--- What this task involves ---
Tell how many lines in these records contain the string "MouseEvent", with only the number as the reply.

(Collected data entries)

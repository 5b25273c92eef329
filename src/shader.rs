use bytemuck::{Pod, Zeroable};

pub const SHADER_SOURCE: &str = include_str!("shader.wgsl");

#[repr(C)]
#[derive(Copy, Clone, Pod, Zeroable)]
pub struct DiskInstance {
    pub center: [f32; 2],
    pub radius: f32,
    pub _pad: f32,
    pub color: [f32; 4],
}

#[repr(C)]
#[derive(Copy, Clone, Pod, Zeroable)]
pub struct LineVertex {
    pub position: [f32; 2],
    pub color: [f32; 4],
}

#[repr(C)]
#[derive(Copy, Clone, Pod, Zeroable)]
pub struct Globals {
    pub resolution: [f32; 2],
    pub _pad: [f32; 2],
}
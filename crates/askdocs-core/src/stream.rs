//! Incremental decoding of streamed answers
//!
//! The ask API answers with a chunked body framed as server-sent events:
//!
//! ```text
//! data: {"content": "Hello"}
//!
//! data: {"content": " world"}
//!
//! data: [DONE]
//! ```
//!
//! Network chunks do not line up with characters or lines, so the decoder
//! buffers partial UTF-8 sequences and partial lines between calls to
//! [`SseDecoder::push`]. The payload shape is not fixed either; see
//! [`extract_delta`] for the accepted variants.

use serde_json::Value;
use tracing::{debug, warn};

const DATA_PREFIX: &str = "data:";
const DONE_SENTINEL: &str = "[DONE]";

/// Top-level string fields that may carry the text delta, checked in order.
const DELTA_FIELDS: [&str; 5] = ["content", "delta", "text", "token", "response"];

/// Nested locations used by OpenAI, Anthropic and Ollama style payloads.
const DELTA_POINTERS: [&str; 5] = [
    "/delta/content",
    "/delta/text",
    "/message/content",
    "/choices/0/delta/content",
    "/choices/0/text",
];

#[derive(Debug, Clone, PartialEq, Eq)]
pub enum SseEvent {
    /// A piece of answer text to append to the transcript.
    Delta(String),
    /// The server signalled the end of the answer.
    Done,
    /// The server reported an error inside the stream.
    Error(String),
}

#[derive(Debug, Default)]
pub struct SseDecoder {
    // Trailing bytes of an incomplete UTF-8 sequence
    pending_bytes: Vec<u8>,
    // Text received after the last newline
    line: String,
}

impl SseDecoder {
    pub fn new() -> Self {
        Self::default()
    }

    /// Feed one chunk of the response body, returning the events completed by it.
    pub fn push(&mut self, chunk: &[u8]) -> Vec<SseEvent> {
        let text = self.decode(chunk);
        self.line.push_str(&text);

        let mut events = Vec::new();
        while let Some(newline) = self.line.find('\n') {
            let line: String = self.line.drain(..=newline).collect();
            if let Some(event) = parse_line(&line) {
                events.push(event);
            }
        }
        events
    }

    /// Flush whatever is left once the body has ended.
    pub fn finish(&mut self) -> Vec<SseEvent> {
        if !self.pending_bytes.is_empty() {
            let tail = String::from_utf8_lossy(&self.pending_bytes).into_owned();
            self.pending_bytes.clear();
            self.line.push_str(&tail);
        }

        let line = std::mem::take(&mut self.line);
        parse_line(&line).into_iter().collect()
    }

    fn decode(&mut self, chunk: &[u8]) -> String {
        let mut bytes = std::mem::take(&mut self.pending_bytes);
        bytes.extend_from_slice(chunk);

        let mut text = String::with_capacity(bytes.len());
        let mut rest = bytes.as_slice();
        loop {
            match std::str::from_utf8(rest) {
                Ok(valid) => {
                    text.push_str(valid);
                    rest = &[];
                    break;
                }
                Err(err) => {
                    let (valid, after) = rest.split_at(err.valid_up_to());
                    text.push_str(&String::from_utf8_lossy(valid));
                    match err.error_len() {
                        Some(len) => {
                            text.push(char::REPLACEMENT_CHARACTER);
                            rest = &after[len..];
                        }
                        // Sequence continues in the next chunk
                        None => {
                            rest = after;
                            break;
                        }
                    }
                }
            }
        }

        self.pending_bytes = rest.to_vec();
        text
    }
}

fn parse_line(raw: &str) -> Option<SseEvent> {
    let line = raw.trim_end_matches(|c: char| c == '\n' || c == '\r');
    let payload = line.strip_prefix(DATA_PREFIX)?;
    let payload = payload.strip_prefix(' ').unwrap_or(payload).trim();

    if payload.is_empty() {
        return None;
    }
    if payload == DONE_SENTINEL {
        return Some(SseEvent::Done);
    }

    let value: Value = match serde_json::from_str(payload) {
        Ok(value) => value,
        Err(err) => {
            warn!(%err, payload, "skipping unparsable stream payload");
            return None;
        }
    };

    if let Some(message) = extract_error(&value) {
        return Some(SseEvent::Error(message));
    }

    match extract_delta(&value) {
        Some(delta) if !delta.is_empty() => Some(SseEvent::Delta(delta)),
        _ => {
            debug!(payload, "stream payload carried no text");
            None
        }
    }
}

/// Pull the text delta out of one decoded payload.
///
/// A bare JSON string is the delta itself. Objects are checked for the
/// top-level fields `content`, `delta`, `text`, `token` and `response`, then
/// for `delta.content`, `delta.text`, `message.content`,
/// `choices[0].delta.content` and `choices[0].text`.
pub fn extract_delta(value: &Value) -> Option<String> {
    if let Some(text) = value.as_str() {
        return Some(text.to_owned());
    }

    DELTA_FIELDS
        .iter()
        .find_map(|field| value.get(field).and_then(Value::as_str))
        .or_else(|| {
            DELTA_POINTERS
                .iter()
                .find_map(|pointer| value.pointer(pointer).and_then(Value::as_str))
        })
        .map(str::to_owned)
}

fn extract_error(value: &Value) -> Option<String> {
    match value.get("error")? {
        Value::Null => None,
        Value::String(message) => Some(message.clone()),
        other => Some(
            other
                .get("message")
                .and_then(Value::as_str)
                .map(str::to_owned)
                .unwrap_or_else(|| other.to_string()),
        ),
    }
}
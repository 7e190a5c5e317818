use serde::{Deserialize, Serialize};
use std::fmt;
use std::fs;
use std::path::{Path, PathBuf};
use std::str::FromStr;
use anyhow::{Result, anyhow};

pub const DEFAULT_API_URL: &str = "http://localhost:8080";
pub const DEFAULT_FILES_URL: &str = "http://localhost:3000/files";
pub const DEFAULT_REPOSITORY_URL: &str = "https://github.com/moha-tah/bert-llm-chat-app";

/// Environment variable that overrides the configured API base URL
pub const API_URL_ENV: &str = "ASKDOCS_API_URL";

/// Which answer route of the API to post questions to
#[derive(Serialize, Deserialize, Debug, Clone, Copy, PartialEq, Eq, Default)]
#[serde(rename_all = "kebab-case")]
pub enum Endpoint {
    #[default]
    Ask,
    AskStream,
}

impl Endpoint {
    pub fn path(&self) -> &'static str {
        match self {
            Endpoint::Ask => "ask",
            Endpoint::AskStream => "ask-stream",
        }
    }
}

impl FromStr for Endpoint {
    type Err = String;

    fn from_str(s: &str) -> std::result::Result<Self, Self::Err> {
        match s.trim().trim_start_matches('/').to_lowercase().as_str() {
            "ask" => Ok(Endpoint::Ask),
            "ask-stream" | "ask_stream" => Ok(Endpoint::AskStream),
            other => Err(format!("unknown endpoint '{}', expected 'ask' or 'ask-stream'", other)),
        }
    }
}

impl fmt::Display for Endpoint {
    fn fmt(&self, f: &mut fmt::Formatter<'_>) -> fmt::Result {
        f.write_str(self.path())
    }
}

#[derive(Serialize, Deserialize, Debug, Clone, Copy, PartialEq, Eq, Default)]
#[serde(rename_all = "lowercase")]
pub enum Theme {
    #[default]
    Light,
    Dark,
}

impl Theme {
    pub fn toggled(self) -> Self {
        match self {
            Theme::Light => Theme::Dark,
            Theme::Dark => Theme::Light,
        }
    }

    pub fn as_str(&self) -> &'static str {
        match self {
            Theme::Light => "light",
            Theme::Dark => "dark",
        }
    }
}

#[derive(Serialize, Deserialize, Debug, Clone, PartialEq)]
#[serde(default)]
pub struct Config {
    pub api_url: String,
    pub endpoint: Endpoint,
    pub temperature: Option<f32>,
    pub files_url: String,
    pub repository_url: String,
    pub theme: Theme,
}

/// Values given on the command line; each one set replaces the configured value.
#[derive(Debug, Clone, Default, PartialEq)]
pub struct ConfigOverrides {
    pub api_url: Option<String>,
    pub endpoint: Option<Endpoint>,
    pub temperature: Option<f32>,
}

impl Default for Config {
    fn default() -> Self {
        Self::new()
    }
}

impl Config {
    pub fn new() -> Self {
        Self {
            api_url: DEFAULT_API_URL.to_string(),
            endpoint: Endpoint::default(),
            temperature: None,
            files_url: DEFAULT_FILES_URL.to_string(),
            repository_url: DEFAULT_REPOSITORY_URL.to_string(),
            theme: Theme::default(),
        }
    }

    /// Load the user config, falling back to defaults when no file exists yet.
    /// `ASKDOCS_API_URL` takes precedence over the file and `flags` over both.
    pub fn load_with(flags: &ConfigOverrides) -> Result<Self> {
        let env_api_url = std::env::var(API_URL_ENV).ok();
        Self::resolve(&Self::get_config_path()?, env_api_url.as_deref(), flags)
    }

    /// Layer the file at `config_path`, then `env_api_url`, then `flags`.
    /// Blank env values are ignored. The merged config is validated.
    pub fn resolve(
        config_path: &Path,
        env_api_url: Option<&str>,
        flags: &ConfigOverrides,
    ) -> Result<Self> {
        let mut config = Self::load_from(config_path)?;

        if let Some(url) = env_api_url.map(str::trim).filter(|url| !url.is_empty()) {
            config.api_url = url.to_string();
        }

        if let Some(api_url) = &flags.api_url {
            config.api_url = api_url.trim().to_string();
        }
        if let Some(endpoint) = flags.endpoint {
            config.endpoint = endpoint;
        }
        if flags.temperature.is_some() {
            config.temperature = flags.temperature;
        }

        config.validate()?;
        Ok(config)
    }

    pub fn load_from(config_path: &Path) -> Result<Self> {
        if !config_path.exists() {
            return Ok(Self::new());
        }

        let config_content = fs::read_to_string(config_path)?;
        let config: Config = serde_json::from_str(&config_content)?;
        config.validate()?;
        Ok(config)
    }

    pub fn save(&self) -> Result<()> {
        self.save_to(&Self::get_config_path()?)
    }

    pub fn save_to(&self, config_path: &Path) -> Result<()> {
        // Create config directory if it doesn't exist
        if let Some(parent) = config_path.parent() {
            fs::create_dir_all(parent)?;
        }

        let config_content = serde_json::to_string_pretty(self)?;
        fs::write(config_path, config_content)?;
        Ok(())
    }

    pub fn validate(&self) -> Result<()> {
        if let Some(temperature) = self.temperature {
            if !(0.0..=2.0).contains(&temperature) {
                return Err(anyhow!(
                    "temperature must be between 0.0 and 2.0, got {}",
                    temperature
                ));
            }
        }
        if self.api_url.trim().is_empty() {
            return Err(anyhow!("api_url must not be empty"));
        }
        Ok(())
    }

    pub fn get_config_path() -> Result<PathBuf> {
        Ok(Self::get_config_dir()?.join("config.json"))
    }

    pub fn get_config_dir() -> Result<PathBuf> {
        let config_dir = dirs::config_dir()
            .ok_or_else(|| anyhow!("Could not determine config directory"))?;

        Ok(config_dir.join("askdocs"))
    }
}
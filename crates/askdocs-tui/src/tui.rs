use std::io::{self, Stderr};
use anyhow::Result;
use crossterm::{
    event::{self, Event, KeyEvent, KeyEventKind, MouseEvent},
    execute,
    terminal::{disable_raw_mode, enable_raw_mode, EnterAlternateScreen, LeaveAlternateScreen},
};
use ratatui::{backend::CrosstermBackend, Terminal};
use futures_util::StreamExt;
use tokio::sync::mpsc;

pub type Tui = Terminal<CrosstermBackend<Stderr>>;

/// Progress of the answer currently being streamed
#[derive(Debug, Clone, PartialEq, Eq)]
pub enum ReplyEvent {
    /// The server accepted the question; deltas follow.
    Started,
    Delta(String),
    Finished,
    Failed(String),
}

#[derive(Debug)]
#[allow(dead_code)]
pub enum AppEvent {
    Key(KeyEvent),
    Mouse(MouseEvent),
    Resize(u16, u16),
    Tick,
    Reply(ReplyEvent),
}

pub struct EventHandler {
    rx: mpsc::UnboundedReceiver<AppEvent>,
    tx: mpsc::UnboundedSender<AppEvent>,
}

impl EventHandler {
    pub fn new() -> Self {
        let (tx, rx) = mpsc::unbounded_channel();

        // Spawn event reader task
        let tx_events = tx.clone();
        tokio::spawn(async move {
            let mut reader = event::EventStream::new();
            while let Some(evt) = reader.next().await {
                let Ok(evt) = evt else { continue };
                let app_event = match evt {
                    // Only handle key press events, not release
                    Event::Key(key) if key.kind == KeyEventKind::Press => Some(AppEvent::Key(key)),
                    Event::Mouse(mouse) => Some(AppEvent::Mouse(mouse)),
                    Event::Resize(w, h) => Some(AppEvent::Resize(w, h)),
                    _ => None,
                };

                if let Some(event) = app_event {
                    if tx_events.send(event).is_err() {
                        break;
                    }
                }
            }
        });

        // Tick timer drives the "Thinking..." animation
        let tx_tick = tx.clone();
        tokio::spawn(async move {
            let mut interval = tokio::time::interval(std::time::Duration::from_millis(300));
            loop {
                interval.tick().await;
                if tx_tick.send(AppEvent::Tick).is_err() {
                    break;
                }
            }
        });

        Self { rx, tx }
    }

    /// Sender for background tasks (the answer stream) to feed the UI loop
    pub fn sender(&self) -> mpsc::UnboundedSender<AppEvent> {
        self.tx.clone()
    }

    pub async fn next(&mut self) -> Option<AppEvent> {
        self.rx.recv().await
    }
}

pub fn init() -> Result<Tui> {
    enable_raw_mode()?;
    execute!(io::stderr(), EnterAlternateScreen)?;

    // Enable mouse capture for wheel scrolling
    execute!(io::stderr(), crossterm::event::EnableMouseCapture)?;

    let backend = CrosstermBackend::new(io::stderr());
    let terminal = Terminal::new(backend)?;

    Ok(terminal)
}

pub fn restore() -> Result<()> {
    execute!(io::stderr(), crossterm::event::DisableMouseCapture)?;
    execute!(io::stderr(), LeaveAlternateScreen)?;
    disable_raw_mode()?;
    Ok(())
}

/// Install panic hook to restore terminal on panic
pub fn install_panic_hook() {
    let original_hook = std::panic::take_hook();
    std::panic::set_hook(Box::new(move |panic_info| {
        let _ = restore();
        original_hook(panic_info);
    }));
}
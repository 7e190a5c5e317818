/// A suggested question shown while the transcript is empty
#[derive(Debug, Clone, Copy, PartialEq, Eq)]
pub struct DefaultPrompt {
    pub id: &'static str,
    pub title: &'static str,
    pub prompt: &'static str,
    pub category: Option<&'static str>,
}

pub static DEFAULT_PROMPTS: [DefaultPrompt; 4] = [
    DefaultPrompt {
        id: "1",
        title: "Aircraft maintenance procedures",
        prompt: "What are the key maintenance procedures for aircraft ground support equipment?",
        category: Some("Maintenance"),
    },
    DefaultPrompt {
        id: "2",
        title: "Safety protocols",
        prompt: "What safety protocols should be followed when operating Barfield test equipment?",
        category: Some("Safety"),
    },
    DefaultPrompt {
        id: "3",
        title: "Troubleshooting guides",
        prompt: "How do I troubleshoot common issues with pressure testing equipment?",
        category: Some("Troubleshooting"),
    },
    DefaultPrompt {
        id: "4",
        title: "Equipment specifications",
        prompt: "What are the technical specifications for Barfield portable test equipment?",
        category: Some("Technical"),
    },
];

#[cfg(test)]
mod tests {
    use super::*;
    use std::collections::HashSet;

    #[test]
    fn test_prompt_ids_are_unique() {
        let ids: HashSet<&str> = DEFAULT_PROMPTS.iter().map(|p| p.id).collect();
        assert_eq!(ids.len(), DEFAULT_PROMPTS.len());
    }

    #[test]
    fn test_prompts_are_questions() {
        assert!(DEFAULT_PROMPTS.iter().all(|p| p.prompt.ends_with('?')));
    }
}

--- Expected output ---
2